▶ [YOUR GOAL] In the entries below, find the line with "let y = grid.min.y" and the line with "Pos2::new(grid.min.x + yi"; give again those lines and every line between them, exactly.

▶ [EXCERPTED RECORDS]
■ ■ ■ ■
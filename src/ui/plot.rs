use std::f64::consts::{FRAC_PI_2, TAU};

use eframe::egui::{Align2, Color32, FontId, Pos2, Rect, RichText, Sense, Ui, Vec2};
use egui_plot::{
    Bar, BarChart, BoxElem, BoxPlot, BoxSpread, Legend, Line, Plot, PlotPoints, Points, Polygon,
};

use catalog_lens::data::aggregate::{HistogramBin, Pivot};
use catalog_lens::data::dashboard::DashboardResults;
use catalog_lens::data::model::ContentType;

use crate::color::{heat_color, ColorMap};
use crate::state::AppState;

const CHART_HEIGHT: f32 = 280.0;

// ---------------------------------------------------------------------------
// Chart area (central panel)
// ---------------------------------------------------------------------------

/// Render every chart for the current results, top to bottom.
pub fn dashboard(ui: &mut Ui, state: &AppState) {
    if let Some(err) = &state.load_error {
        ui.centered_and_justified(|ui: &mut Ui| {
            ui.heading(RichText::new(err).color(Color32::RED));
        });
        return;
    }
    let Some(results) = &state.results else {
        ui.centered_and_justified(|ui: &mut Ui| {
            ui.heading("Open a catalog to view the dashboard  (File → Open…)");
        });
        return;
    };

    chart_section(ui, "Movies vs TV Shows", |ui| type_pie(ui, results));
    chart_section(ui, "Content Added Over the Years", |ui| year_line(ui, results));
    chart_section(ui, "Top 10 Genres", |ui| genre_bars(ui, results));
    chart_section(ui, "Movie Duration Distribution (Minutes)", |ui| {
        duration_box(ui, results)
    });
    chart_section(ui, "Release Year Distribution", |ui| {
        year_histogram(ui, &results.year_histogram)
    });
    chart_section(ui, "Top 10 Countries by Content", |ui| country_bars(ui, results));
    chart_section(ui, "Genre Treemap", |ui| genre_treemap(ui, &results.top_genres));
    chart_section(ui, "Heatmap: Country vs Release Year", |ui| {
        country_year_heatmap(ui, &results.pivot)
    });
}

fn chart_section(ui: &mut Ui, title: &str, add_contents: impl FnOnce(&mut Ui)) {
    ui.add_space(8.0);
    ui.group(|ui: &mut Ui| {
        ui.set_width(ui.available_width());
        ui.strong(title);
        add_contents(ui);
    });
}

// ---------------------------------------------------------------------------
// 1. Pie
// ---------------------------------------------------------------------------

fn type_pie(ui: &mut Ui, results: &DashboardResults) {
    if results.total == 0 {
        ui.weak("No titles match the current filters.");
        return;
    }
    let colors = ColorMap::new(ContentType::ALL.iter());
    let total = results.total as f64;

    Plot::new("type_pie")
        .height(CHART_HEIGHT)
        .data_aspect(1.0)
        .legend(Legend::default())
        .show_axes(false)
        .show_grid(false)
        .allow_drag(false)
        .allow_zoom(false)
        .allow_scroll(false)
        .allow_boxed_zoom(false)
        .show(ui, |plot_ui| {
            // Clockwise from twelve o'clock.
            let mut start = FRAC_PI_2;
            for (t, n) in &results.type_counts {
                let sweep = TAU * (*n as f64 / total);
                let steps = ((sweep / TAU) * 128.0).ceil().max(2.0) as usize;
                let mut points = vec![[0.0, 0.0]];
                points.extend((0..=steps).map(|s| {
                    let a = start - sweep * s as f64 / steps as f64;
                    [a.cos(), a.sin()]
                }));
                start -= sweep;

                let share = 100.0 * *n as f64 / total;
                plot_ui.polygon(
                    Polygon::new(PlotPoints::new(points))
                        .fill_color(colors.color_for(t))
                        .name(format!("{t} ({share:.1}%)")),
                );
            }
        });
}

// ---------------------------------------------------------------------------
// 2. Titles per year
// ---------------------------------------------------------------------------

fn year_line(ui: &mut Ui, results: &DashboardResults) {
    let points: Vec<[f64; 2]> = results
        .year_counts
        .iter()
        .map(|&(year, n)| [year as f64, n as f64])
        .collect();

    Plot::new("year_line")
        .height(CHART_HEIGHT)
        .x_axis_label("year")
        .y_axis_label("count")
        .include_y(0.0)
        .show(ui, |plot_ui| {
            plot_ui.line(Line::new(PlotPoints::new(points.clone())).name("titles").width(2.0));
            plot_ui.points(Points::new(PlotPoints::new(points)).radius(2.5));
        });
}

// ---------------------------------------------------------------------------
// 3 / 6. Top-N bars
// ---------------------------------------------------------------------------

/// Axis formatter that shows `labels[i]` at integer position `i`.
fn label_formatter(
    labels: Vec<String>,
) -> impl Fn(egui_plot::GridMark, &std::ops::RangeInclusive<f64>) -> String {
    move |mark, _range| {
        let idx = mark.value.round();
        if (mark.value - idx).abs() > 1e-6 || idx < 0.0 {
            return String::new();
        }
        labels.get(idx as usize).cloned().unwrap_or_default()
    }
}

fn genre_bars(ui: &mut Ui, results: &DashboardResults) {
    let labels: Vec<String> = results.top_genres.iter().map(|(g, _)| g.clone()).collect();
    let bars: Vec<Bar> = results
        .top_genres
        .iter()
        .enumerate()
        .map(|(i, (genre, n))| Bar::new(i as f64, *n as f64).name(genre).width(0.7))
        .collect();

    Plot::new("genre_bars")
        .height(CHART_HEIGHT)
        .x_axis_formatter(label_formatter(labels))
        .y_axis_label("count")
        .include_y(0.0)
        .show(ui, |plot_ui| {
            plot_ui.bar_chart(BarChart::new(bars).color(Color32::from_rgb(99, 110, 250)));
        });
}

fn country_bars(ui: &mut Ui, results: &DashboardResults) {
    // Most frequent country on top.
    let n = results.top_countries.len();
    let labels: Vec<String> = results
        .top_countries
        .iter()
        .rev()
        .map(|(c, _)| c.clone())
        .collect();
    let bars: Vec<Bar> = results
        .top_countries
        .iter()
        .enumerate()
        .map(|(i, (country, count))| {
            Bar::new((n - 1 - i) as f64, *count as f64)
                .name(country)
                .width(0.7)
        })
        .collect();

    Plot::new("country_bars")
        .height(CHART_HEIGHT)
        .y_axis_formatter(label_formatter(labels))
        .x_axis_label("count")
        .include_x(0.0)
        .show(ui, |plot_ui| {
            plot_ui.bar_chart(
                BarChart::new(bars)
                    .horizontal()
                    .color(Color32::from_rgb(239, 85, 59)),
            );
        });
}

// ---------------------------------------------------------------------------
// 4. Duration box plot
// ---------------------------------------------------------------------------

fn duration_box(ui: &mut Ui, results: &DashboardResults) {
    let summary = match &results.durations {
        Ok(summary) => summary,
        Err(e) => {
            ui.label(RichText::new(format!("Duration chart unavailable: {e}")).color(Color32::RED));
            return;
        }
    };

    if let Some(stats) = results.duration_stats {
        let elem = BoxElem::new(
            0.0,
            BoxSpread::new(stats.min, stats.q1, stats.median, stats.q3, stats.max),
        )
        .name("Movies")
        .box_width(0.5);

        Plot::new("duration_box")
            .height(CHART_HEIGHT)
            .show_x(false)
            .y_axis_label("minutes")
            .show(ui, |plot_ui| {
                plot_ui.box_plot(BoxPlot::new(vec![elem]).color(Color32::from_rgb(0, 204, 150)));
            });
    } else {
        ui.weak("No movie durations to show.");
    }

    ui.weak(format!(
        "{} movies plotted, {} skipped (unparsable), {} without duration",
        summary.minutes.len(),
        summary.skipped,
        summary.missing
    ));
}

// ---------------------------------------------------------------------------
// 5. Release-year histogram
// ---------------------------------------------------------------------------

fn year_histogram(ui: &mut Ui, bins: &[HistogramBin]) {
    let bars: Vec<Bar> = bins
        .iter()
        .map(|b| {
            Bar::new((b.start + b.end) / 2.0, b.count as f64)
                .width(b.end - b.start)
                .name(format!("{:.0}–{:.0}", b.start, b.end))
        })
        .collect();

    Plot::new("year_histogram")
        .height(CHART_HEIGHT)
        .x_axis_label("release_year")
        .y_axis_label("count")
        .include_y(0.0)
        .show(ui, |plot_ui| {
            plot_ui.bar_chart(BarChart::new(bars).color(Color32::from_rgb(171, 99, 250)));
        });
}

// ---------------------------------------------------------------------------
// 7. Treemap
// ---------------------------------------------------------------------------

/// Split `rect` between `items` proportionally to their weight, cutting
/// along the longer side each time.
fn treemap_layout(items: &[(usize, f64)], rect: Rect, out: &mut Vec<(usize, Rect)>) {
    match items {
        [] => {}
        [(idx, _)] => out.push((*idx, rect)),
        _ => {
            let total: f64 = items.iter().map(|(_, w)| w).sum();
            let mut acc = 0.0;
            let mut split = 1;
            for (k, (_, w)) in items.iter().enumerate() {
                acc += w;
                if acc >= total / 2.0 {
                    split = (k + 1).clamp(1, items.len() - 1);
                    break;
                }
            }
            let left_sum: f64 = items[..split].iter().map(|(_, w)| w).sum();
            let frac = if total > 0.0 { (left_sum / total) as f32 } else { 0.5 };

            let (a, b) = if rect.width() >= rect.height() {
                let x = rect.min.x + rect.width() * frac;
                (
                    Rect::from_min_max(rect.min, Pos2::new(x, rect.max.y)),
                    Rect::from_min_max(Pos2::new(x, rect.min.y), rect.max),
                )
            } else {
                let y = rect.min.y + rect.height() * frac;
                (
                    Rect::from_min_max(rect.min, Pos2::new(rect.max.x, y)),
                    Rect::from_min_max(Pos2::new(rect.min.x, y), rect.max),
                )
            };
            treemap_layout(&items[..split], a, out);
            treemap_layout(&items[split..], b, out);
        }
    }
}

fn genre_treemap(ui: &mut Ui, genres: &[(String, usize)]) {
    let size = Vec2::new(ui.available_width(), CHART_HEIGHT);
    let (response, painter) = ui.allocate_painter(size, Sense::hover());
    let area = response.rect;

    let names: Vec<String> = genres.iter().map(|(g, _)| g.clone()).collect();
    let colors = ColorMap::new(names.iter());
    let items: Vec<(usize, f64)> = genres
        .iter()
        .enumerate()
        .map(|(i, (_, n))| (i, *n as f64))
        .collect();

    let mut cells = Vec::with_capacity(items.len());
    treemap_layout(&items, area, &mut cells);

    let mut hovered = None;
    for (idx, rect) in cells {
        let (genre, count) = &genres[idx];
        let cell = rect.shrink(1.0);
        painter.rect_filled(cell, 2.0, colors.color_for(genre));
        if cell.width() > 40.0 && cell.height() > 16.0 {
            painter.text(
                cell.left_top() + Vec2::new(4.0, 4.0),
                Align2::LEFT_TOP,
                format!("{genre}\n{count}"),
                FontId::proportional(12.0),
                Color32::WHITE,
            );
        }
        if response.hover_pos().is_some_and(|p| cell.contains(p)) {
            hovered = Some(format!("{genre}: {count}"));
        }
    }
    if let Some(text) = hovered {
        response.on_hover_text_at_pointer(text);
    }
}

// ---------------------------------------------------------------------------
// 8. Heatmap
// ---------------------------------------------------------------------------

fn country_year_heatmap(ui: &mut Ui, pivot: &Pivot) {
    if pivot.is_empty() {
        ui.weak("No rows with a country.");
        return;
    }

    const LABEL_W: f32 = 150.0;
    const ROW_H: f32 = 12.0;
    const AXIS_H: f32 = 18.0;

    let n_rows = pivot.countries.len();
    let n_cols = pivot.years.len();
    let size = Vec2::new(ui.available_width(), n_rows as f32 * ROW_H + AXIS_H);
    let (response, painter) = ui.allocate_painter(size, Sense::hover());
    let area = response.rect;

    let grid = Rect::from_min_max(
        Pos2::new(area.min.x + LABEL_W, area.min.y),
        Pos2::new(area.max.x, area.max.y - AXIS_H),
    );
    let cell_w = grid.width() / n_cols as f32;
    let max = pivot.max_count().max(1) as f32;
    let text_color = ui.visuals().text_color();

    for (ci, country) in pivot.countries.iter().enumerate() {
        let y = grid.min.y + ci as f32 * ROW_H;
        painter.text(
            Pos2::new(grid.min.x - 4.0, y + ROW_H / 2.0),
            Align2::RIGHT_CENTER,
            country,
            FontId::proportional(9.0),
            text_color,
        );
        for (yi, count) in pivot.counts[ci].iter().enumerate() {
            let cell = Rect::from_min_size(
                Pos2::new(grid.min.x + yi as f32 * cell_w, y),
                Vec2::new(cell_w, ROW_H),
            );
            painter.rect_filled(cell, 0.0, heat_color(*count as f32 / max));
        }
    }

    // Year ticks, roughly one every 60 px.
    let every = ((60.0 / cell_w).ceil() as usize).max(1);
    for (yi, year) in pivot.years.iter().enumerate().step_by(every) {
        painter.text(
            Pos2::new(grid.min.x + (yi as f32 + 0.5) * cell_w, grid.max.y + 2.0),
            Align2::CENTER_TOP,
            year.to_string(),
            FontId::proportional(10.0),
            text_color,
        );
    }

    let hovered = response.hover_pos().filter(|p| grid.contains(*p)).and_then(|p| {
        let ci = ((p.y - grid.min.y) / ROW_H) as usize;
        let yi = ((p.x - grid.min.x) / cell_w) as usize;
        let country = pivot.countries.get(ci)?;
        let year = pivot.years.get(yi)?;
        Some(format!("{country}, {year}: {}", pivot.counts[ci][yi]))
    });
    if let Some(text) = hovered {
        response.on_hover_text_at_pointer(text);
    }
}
■ ■ ■ ■
▶ [PROBLEM SOLUTION]
        let y = grid.min.y + ci as f32 * ROW_H;
        painter.text(
            Pos2::new(grid.min.x - 4.0, y + ROW_H / 2.0),
            Align2::RIGHT_CENTER,
            country,
            FontId::proportional(9.0),
            text_color,
        );
        for (yi, count) in pivot.counts[ci].iter().enumerate() {
            let cell = Rect::from_min_size(
                Pos2::new(grid.min.x + yi as f32 * cell_w, y),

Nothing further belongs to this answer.